*What you need to do*: Transcribe the records below exactly, from their first line through the line containing "use super::Frame;". Omit every line after it.

*Data provided*:
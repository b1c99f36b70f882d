//! Field widgets shared by the login and editor pages.

use compareflow_theme as theme;
use crossterm::event::{KeyCode, KeyEvent, KeyModifiers};
use ratatui::{prelude::*, widgets::*};
use tui_textarea::{CursorMove, TextArea};

use super::Frame;

enum Input {
  Text { area: TextArea<'static>, lines: u16 },
  Toggle(bool),
  Select { options: Vec<String>, selected: usize },
}

pub struct FormField {
  label: &'static str,
  input: Input,
  required: bool,
  hidden: bool,
}

fn text_area(value: &str) -> TextArea<'static> {
  let mut area = TextArea::new(value.split('\n').map(String::from).collect());
  area.set_cursor_line_style(Style::default());
  area.move_cursor(CursorMove::Bottom);
  area.move_cursor(CursorMove::End);
  area
}

impl FormField {
  pub fn text(label: &'static str) -> Self {
    Self { label, input: Input::Text { area: text_area(""), lines: 1 }, required: false, hidden: false }
  }

  /// Text input where Enter inserts a newline.
  pub fn multiline(label: &'static str, lines: u16) -> Self {
    Self { label, input: Input::Text { area: text_area(""), lines: lines.max(2) }, required: false, hidden: false }
  }

  pub fn toggle(label: &'static str, value: bool) -> Self {
    Self { label, input: Input::Toggle(value), required: false, hidden: false }
  }

  pub fn select(label: &'static str, options: Vec<String>) -> Self {
    Self { label, input: Input::Select { options, selected: 0 }, required: false, hidden: false }
  }

  pub fn required(mut self) -> Self {
    self.required = true;
    self
  }

  pub fn masked(mut self) -> Self {
    if let Input::Text { area, .. } = &mut self.input {
      area.set_mask_char('\u{2022}');
    }
    self
  }

  pub fn label(&self) -> &'static str {
    self.label
  }

  pub fn is_multiline(&self) -> bool {
    matches!(self.input, Input::Text { lines, .. } if lines > 1)
  }

  /// Text content, lines joined with `\n`. Empty for non-text fields.
  pub fn value(&self) -> String {
    match &self.input {
      Input::Text { area, .. } => area.lines().join("\n"),
      _ => String::new(),
    }
  }

  pub fn set_value(&mut self, value: &str) {
    if let Input::Text { area, .. } = &mut self.input {
      let mask = area.mask_char();
      *area = text_area(value);
      if let Some(mask) = mask {
        area.set_mask_char(mask);
      }
    }
  }

  pub fn checked(&self) -> bool {
    matches!(self.input, Input::Toggle(true))
  }

  pub fn set_checked(&mut self, value: bool) {
    if let Input::Toggle(current) = &mut self.input {
      *current = value;
    }
  }

  pub fn selected(&self) -> usize {
    match self.input {
      Input::Select { selected, .. } => selected,
      _ => 0,
    }
  }

  pub fn select_index(&mut self, index: usize) {
    if let Input::Select { options, selected } = &mut self.input {
      if index < options.len() {
        *selected = index;
      }
    }
  }

  /// Replaces the options, keeping the selection index in range.
  pub fn set_options(&mut self, new_options: Vec<String>) {
    if let Input::Select { options, selected } = &mut self.input {
      *options = new_options;
      if *selected >= options.len() {
        *selected = 0;
      }
    }
  }

  pub fn is_missing(&self) -> bool {
    self.required && !self.hidden && self.value().trim().is_empty() && matches!(self.input, Input::Text { .. })
  }

  fn height(&self) -> u16 {
    match self.input {
      Input::Text { lines, .. } => lines + 2,
      _ => 3,
    }
  }

  /// Returns true when the key changed the field.
  pub fn handle_key(&mut self, key: KeyEvent) -> bool {
    match &mut self.input {
      Input::Text { area, lines } => {
        if key.code == KeyCode::Enter && *lines == 1 {
          return false;
        }
        area.input(key)
      },
      Input::Toggle(value) => match key.code {
        KeyCode::Char(' ') | KeyCode::Left | KeyCode::Right => {
          *value = !*value;
          true
        },
        _ => false,
      },
      Input::Select { options, selected } if !options.is_empty() => match key.code {
        KeyCode::Right | KeyCode::Char(' ') => {
          *selected = (*selected + 1) % options.len();
          true
        },
        KeyCode::Left => {
          *selected = (*selected + options.len() - 1) % options.len();
          true
        },
        _ => false,
      },
      Input::Select { .. } => false,
    }
  }

  pub fn paste(&mut self, text: &str) -> bool {
    match &mut self.input {
      Input::Text { area, lines } if *lines == 1 => area.insert_str(text.replace(['\r', '\n'], "")),
      Input::Text { area, .. } => area.insert_str(text.replace('\r', "")),
      _ => false,
    }
  }

  pub fn render(&mut self, f: &mut Frame<'_>, area: Rect, focused: bool) {
    let title = if self.required { format!(" {} * ", self.label) } else { format!(" {} ", self.label) };
    let block = Block::default()
      .borders(Borders::ALL)
      .border_type(BorderType::Rounded)
      .border_style(theme::border(focused))
      .title(title)
      .title_style(if focused { theme::title() } else { theme::muted() });

    match &mut self.input {
      Input::Text { area: text, .. } => {
        text.set_block(block);
        text.set_style(theme::input());
        text.set_cursor_style(if focused { Style::default().add_modifier(Modifier::REVERSED) } else { Style::default() });
        f.render_widget(&*text, area);
      },
      Input::Toggle(value) => {
        let (mark, style) = if *value { ("[x] Yes", theme::success()) } else { ("[ ] No", theme::muted()) };
        f.render_widget(Paragraph::new(Span::styled(mark, style)).block(block), area);
      },
      Input::Select { options, selected } => {
        let current = options.get(*selected).map(String::as_str).unwrap_or("(none)");
        let line = Line::from(vec![
          Span::styled("< ", theme::muted()),
          Span::styled(current.to_string(), if focused { theme::selection_active() } else { theme::input() }),
          Span::styled(" >", theme::muted()),
        ]);
        f.render_widget(Paragraph::new(line).block(block), area);
      },
    }
  }
}

/// What a key press meant to the form as a whole.
#[derive(Debug, Clone, Copy, PartialEq, Eq)]
pub enum FormEvent<K> {
  Submit,
  Cancel,
  Changed(K),
  Moved,
  Ignored,
}

/// Ordered set of fields with a focus cursor. Hidden fields are skipped.
pub struct Form<K> {
  fields: Vec<(K, FormField)>,
  focus: usize,
}

impl<K: Copy + PartialEq> Form<K> {
  pub fn new(fields: Vec<(K, FormField)>) -> Self {
    let mut form = Self { fields, focus: 0 };
    form.focus = form.visible_indices().first().copied().unwrap_or(0);
    form
  }

  fn index(&self, key: K) -> Option<usize> {
    self.fields.iter().position(|(k, _)| *k == key)
  }

  fn visible_indices(&self) -> Vec<usize> {
    self.fields.iter().enumerate().filter(|(_, (_, field))| !field.hidden).map(|(i, _)| i).collect()
  }

  pub fn field(&self, key: K) -> Option<&FormField> {
    self.fields.iter().find(|(k, _)| *k == key).map(|(_, field)| field)
  }

  pub fn field_mut(&mut self, key: K) -> Option<&mut FormField> {
    self.fields.iter_mut().find(|(k, _)| *k == key).map(|(_, field)| field)
  }

  pub fn value(&self, key: K) -> String {
    self.field(key).map(FormField::value).unwrap_or_default()
  }

  pub fn set_value(&mut self, key: K, value: &str) {
    if let Some(field) = self.field_mut(key) {
      field.set_value(value);
    }
  }

  pub fn checked(&self, key: K) -> bool {
    self.field(key).is_some_and(FormField::checked)
  }

  pub fn selected(&self, key: K) -> usize {
    self.field(key).map(FormField::selected).unwrap_or(0)
  }

  pub fn focused(&self) -> Option<K> {
    self.fields.get(self.focus).map(|(k, _)| *k)
  }

  pub fn focus(&mut self, key: K) {
    if let Some(index) = self.index(key) {
      if !self.fields[index].1.hidden {
        self.focus = index;
      }
    }
  }

  pub fn set_hidden(&mut self, key: K, hidden: bool) {
    if let Some(field) = self.field_mut(key) {
      field.hidden = hidden;
    }
    if self.fields.get(self.focus).is_some_and(|(_, field)| field.hidden) {
      self.focus = self.visible_indices().first().copied().unwrap_or(0);
    }
  }

  /// Labels of visible required text fields left blank.
  pub fn missing(&self) -> Vec<&'static str> {
    self.fields.iter().filter(|(_, field)| field.is_missing()).map(|(_, field)| field.label).collect()
  }

  fn step(&mut self, forward: bool) {
    let visible = self.visible_indices();
    if visible.is_empty() {
      return;
    }
    let position = visible.iter().position(|i| *i == self.focus).unwrap_or(0);
    let next = if forward { (position + 1) % visible.len() } else { (position + visible.len() - 1) % visible.len() };
    self.focus = visible[next];
  }

  fn on_last(&self) -> bool {
    self.visible_indices().last() == Some(&self.focus)
  }

  pub fn handle_key(&mut self, key: KeyEvent) -> FormEvent<K> {
    let multiline = self.fields.get(self.focus).is_some_and(|(_, field)| field.is_multiline());
    match key.code {
      KeyCode::Esc => return FormEvent::Cancel,
      KeyCode::Char('s') if key.modifiers.contains(KeyModifiers::CONTROL) => return FormEvent::Submit,
      KeyCode::Tab => {
        self.step(true);
        return FormEvent::Moved;
      },
      KeyCode::BackTab => {
        self.step(false);
        return FormEvent::Moved;
      },
      KeyCode::Down if !multiline => {
        self.step(true);
        return FormEvent::Moved;
      },
      KeyCode::Up if !multiline => {
        self.step(false);
        return FormEvent::Moved;
      },
      KeyCode::Enter if !multiline => {
        if self.on_last() {
          return FormEvent::Submit;
        }
        self.step(true);
        return FormEvent::Moved;
      },
      _ => {},
    }
    let Some((k, field)) = self.fields.get_mut(self.focus) else {
      return FormEvent::Ignored;
    };
    if field.handle_key(key) {
      FormEvent::Changed(*k)
    } else {
      FormEvent::Ignored
    }
  }

  pub fn paste(&mut self, text: &str) -> FormEvent<K> {
    let Some((k, field)) = self.fields.get_mut(self.focus) else {
      return FormEvent::Ignored;
    };
    if field.paste(text) {
      FormEvent::Changed(*k)
    } else {
      FormEvent::Ignored
    }
  }

  /// Draws visible fields top to bottom, scrolled so the focused one is on screen.
  pub fn render(&mut self, f: &mut Frame<'_>, area: Rect) {
    let visible = self.visible_indices();
    let position = visible.iter().position(|i| *i == self.focus).unwrap_or(0);

    let mut start = 0;
    while start < position {
      let needed: u16 = visible[start..=position].iter().map(|i| self.fields[*i].1.height()).sum();
      if needed <= area.height {
        break;
      }
      start += 1;
    }

    let mut y = area.y;
    for index in &visible[start..] {
      let (_, field) = &mut self.fields[*index];
      let height = field.height();
      if y + height > area.y + area.height {
        break;
      }
      field.render(f, Rect::new(area.x, y, area.width, height), *index == self.focus);
      y += height;
    }
  }
}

*Solution for this task*:
repository b1c99f36b70f882d
//! Field widgets shared by the login and editor pages.

use compareflow_theme as theme;
use crossterm::event::{KeyCode, KeyEvent, KeyModifiers};
use ratatui::{prelude::*, widgets::*};
use tui_textarea::{CursorMove, TextArea};

use super::Frame;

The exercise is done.